• YOUR INSTRUCTIONS
Repeat the entries below exactly. Begin with the first line and end with the line that contains "environment variables (BT_*)".

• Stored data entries
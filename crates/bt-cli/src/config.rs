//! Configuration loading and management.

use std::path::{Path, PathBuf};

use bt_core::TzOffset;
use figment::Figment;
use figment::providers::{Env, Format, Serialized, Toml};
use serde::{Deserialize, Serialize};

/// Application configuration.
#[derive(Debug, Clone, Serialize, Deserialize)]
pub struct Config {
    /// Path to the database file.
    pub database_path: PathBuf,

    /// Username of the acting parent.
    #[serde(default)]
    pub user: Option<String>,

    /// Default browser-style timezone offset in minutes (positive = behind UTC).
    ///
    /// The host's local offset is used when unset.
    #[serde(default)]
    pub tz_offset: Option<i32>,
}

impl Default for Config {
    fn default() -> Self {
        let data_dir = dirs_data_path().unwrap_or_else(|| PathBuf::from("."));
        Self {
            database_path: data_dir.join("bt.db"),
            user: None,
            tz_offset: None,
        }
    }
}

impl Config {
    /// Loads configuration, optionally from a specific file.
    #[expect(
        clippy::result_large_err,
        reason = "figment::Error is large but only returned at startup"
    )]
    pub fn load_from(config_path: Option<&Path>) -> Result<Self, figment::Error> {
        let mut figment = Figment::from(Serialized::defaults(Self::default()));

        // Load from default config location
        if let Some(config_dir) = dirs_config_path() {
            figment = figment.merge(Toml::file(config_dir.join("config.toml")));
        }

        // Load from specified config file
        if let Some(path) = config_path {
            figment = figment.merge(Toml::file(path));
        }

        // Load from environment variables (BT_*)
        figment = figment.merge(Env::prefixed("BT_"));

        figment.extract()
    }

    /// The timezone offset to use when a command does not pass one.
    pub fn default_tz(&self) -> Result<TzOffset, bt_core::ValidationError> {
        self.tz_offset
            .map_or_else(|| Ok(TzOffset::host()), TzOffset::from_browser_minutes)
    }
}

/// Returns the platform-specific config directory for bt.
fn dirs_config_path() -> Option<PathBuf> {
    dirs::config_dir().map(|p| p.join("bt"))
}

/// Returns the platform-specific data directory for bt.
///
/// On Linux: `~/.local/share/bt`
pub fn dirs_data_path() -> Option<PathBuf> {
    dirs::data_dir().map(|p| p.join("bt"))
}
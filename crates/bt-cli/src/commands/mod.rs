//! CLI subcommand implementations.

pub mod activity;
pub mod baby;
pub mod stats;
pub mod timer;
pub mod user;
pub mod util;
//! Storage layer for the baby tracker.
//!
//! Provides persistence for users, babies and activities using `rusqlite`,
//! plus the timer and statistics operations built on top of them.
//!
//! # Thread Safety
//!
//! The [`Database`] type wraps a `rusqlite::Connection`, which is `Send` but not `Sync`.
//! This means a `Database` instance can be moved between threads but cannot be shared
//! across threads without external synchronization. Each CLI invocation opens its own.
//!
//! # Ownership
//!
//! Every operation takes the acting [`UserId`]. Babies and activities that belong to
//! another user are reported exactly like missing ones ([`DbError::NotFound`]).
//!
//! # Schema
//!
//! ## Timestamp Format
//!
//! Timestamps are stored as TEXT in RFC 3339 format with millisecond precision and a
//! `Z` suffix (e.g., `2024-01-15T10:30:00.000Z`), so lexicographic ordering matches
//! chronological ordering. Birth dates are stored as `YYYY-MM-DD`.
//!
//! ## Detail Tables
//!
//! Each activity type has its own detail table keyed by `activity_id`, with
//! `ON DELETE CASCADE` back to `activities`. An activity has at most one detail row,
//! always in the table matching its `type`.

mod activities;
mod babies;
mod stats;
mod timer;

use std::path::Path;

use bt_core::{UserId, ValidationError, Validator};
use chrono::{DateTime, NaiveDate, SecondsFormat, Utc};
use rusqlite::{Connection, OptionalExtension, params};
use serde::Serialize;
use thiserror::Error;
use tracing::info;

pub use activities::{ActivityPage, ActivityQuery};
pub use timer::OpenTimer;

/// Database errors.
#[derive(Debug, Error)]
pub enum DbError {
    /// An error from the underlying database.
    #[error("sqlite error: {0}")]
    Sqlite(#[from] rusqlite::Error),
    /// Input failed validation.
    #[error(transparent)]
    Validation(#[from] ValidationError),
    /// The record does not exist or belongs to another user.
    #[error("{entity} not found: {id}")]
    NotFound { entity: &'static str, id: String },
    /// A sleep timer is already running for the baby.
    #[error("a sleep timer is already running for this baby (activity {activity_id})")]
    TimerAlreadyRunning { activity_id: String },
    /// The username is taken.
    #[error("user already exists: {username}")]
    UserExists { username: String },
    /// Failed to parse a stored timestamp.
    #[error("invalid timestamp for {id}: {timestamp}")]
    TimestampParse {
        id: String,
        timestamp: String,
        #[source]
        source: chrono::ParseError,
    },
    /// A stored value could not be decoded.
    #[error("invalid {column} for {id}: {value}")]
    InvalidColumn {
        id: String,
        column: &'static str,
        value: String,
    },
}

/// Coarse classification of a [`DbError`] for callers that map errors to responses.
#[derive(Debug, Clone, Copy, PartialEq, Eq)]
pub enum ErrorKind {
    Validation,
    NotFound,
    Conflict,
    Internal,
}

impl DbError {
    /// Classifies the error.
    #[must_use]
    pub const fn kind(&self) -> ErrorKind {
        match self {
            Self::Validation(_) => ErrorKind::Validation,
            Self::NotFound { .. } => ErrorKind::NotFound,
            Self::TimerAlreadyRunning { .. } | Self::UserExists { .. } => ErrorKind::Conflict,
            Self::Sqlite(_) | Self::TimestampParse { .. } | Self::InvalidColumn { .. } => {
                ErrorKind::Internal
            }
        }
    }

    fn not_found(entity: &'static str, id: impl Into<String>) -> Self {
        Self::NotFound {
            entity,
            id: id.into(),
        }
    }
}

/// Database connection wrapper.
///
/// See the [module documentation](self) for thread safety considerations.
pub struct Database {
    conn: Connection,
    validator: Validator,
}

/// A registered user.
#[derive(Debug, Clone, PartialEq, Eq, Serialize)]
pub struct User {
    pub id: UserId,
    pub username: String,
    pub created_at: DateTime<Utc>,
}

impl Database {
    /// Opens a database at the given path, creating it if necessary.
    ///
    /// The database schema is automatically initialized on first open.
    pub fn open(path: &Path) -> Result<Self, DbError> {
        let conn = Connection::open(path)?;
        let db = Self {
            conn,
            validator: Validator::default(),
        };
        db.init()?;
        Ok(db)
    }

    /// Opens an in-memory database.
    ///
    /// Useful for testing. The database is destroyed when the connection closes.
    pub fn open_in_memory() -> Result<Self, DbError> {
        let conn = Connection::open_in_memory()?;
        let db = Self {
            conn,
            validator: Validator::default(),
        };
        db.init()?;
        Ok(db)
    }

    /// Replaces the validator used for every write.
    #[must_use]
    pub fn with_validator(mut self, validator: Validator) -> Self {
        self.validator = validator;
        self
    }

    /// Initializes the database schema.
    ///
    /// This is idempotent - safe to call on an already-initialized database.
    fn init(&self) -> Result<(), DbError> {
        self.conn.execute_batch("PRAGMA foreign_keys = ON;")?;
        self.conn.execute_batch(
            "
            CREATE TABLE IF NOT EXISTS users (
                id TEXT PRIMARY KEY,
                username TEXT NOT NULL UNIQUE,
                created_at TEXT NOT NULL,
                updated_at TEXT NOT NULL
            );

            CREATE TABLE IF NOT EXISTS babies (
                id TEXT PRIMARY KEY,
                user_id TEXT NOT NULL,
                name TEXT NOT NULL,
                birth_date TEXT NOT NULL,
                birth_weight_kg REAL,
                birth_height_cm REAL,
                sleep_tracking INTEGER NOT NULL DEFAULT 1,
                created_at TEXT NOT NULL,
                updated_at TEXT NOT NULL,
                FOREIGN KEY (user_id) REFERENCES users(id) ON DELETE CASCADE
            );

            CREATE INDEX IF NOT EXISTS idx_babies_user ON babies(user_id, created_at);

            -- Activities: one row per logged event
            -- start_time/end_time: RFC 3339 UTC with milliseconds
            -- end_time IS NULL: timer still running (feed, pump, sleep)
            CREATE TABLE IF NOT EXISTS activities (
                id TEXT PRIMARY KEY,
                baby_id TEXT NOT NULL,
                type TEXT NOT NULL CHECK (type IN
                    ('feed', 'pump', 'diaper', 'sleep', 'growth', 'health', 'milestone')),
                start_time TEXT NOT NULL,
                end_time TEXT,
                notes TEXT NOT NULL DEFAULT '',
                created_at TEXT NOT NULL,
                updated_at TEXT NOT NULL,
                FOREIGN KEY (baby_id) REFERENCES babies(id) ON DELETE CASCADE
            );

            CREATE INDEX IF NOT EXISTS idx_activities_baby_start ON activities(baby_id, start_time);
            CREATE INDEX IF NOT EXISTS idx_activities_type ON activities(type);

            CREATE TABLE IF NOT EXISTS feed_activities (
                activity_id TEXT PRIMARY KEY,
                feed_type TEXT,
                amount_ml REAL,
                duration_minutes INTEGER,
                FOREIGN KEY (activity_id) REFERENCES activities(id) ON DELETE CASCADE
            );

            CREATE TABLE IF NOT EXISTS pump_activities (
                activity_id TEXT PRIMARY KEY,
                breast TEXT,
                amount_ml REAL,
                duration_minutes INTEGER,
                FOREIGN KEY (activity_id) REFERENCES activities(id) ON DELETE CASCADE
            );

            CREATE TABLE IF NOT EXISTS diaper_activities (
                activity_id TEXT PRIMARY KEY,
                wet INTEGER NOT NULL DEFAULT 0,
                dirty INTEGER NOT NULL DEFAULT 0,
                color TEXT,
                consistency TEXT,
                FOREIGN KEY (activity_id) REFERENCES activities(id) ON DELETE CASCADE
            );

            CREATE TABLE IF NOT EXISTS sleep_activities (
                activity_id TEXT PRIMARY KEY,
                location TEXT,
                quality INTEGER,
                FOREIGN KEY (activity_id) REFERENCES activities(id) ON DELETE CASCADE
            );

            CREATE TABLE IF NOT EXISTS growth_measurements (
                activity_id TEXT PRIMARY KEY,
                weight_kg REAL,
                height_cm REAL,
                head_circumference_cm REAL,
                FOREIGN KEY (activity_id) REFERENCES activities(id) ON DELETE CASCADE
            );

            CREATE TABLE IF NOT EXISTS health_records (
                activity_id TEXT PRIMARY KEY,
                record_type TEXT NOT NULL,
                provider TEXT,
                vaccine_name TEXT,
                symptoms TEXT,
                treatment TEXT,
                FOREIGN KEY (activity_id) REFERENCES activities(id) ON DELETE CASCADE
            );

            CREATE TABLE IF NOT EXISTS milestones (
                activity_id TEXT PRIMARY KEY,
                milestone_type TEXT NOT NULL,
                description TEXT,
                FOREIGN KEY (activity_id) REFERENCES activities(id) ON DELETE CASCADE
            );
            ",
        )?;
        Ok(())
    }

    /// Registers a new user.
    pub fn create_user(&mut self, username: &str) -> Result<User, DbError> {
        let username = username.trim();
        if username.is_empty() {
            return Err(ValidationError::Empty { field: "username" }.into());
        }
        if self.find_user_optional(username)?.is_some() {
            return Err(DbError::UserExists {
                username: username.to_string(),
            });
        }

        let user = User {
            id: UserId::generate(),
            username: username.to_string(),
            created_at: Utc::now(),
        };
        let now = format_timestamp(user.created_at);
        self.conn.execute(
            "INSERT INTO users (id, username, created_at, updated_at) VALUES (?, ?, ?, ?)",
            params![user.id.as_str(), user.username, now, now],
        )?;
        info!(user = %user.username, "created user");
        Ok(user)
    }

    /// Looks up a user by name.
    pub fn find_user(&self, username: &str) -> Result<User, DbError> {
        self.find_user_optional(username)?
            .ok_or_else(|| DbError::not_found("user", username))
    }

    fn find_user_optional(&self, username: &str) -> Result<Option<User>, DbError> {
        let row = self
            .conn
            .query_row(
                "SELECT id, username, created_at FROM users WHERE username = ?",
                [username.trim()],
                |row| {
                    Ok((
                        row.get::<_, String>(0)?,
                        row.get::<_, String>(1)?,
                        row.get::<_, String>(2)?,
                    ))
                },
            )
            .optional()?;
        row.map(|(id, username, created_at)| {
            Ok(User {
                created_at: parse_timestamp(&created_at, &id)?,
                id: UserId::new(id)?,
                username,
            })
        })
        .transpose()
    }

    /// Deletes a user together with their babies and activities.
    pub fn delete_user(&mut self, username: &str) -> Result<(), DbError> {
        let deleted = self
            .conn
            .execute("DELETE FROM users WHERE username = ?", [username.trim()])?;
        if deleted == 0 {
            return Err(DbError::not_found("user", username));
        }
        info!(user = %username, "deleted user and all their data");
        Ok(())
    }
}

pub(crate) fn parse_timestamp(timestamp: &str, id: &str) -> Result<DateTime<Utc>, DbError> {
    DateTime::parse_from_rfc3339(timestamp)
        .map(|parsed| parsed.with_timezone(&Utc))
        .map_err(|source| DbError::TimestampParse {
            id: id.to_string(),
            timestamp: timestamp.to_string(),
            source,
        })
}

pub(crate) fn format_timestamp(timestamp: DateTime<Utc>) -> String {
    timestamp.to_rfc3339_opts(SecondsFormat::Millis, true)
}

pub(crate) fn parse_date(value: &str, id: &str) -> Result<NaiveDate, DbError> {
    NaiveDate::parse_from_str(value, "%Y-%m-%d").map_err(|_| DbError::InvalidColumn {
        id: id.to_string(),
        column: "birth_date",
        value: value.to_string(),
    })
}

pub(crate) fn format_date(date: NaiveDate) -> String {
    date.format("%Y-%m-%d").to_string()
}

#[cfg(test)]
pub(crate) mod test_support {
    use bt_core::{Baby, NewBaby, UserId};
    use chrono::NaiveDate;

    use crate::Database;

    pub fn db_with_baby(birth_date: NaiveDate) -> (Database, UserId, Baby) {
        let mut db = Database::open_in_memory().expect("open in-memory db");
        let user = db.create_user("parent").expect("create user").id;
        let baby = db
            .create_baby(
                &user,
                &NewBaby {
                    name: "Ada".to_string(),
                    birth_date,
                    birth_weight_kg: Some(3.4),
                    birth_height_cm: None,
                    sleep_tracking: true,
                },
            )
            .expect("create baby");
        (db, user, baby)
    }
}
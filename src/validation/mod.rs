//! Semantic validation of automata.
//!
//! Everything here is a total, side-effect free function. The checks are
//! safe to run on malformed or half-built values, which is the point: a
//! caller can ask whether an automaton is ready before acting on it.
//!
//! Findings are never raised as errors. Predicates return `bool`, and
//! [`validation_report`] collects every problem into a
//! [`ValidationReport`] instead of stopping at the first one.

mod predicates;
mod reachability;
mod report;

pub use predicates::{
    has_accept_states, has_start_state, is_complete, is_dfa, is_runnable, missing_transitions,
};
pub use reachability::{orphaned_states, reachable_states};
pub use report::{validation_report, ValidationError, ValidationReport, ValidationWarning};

• RESULT BELOW
filename crates/bt-cli/src/config.rs
//! Configuration loading and management.

use std::path::{Path, PathBuf};

use bt_core::TzOffset;
use figment::Figment;
use figment::providers::{Env, Format, Serialized, Toml};
use serde::{Deserialize, Serialize};

/// Application configuration.
#[derive(Debug, Clone, Serialize, Deserialize)]
pub struct Config {
    /// Path to the database file.
    pub database_path: PathBuf,

    /// Username of the acting parent.
    #[serde(default)]
    pub user: Option<String>,

    /// Default browser-style timezone offset in minutes (positive = behind UTC).
    ///
    /// The host's local offset is used when unset.
    #[serde(default)]
    pub tz_offset: Option<i32>,
}

impl Default for Config {
    fn default() -> Self {
        let data_dir = dirs_data_path().unwrap_or_else(|| PathBuf::from("."));
        Self {
            database_path: data_dir.join("bt.db"),
            user: None,
            tz_offset: None,
        }
    }
}

impl Config {
    /// Loads configuration, optionally from a specific file.
    #[expect(
        clippy::result_large_err,
        reason = "figment::Error is large but only returned at startup"
    )]
    pub fn load_from(config_path: Option<&Path>) -> Result<Self, figment::Error> {
        let mut figment = Figment::from(Serialized::defaults(Self::default()));

        // Load from default config location
        if let Some(config_dir) = dirs_config_path() {
            figment = figment.merge(Toml::file(config_dir.join("config.toml")));
        }

        // Load from specified config file
        if let Some(path) = config_path {
            figment = figment.merge(Toml::file(path));
        }

        // Load from environment variables (BT_*)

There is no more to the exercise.